ASSIGNMENT: From the entries that follow, reproduce exactly and only the lines from the line with "pub trait Payload: Serialize" to the line with "from a log.", endpoints included.

PROVIDED ENTRIES:
================================
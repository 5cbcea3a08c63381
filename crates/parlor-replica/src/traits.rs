//! Capability traits for replicated logs and registries.
//!
//! Lifecycle code depends only on these traits and on a [`Backend`] that
//! opens instances of them, so the replication primitive can be swapped at
//! construction time.

use std::collections::BTreeMap;
use std::sync::Arc;

use async_trait::async_trait;
use serde::de::DeserializeOwned;
use serde::Serialize;
use tokio::sync::broadcast;

use parlor_core::{Blake3Hash, Entry, EntryId, LogAddress, LogKind, PeerId};

use crate::error::Result;
use crate::event::{LogEvent, RegistryEvent};

/// A value that can be stored in a log.
pub trait Payload: Serialize + DeserializeOwned + Clone + Send + Sync + 'static {}

impl<T> Payload for T where T: Serialize + DeserializeOwned + Clone + Send + Sync + 'static {}

/// How many entries to read from a log.
#[derive(Debug, Clone, Copy, PartialEq, Eq, Default)]
pub enum Limit {
    /// Every entry.
    #[default]
    All,
    /// The newest `n` entries, still in total order.
    Last(usize),
}

impl Limit {
    /// The index range this limit selects out of `len` ordered items.
    pub fn window(self, len: usize) -> std::ops::Range<usize> {
        match self {
            Limit::All => 0..len,
            Limit::Last(n) => len.saturating_sub(n)..len,
        }
    }
}

/// Negative values mean "all", matching the `-1` convention of callers.
impl From<i64> for Limit {
    fn from(n: i64) -> Self {
        if n < 0 {
            Limit::All
        } else {
            Limit::Last(n as usize)
        }
    }
}

/// Outcome of merging a batch of entries into a log.
#[derive(Debug, Clone, Copy, Default, PartialEq, Eq)]
pub struct MergeReport {
    /// Entries that were new and are now part of the log.
    pub added: usize,
    /// Entries the log already held.
    pub duplicates: usize,
    /// Entries refused by validation or payload decoding.
    pub rejected: usize,
}

impl MergeReport {
    /// Whether the merge changed the entry set.
    pub fn changed(&self) -> bool {
        self.added > 0
    }

    pub fn absorb(&mut self, other: MergeReport) {
        self.added += other.added;
        self.duplicates += other.duplicates;
        self.rejected += other.rejected;
    }
}

/// Anything backed by a hash-linked entry set that can exchange entries with
/// another replica of itself.
#[async_trait]
pub trait Mergeable: Send + Sync {
    fn address(&self) -> LogAddress;

    /// Every entry held, in total order.
    async fn export(&self) -> Vec<Entry>;

    /// Merge entries from another replica.
    async fn merge(&self, entries: Vec<Entry>) -> Result<MergeReport>;

    /// Hash of the ordered entry ids. Equal hashes mean equal state.
    async fn state_hash(&self) -> Blake3Hash;
}

/// An append-only, convergent log of `V` values.
#[async_trait]
pub trait ConvergentLog<V: Payload>: Mergeable {
    fn name(&self) -> &str;

    /// Append a value. Persistence failures are returned to the caller.
    async fn append(&self, value: V) -> Result<EntryId>;

    /// Values in total order.
    async fn all(&self, limit: Limit) -> Vec<V>;

    async fn len(&self) -> usize;

    /// Pull pending replicated entries. Bounded by the fetch timeout.
    async fn load(&self) -> Result<MergeReport>;

    fn subscribe(&self) -> broadcast::Receiver<LogEvent<V>>;
}

/// An eventually consistent key-value registry of `V` values.
#[async_trait]
pub trait ConvergentRegistry<V: Payload>: Mergeable {
    fn name(&self) -> &str;

    async fn put(&self, key: &str, value: V) -> Result<EntryId>;

    async fn get(&self, key: &str) -> Option<V>;

    /// Every resolved pair.
    async fn all(&self) -> BTreeMap<String, V>;

    /// Pull pending replicated writes. Bounded by the fetch timeout.
    async fn load(&self) -> Result<MergeReport>;

    fn subscribe(&self) -> broadcast::Receiver<RegistryEvent<V>>;
}

/// Opens logs and registries for a peer.
#[async_trait]
pub trait Backend: Send + Sync + 'static {
    fn peer_id(&self) -> PeerId;

    /// Open (or return the already open) log for `(kind, name)`.
    async fn open_log<V: Payload>(
        &self,
        kind: LogKind,
        name: &str,
    ) -> Result<Arc<dyn ConvergentLog<V>>>;

    /// Open (or return the already open) registry called `name`.
    async fn open_registry<V: Payload>(&self, name: &str)
        -> Result<Arc<dyn ConvergentRegistry<V>>>;

    /// Release open instances. Persisted state is untouched.
    async fn close(&self) {}
}

#[cfg(test)]
mod tests {
    use super::*;

    #[test]
    fn test_limit_from_i64() {
        assert_eq!(Limit::from(-1), Limit::All);
        assert_eq!(Limit::from(-7), Limit::All);
        assert_eq!(Limit::from(0), Limit::Last(0));
        assert_eq!(Limit::from(3), Limit::Last(3));
    }

    #[test]
    fn test_limit_window() {
        assert_eq!(Limit::All.window(5), 0..5);
        assert_eq!(Limit::Last(2).window(5), 3..5);
        assert_eq!(Limit::Last(9).window(5), 0..5);
        assert_eq!(Limit::Last(0).window(5), 5..5);
    }

    #[test]
    fn test_merge_report_absorb() {
        let mut total = MergeReport::default();
        assert!(!total.changed());
        total.absorb(MergeReport {
            added: 2,
            duplicates: 1,
            rejected: 0,
        });
        total.absorb(MergeReport {
            added: 0,
            duplicates: 3,
            rejected: 1,
        });
        assert!(total.changed());
        assert_eq!(total.added, 2);
        assert_eq!(total.duplicates, 4);
        assert_eq!(total.rejected, 1);
    }
}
================================
WRITTEN RESPONSE:
pub trait Payload: Serialize + DeserializeOwned + Clone + Send + Sync + 'static {}

impl<T> Payload for T where T: Serialize + DeserializeOwned + Clone + Send + Sync + 'static {}

/// How many entries to read from a log.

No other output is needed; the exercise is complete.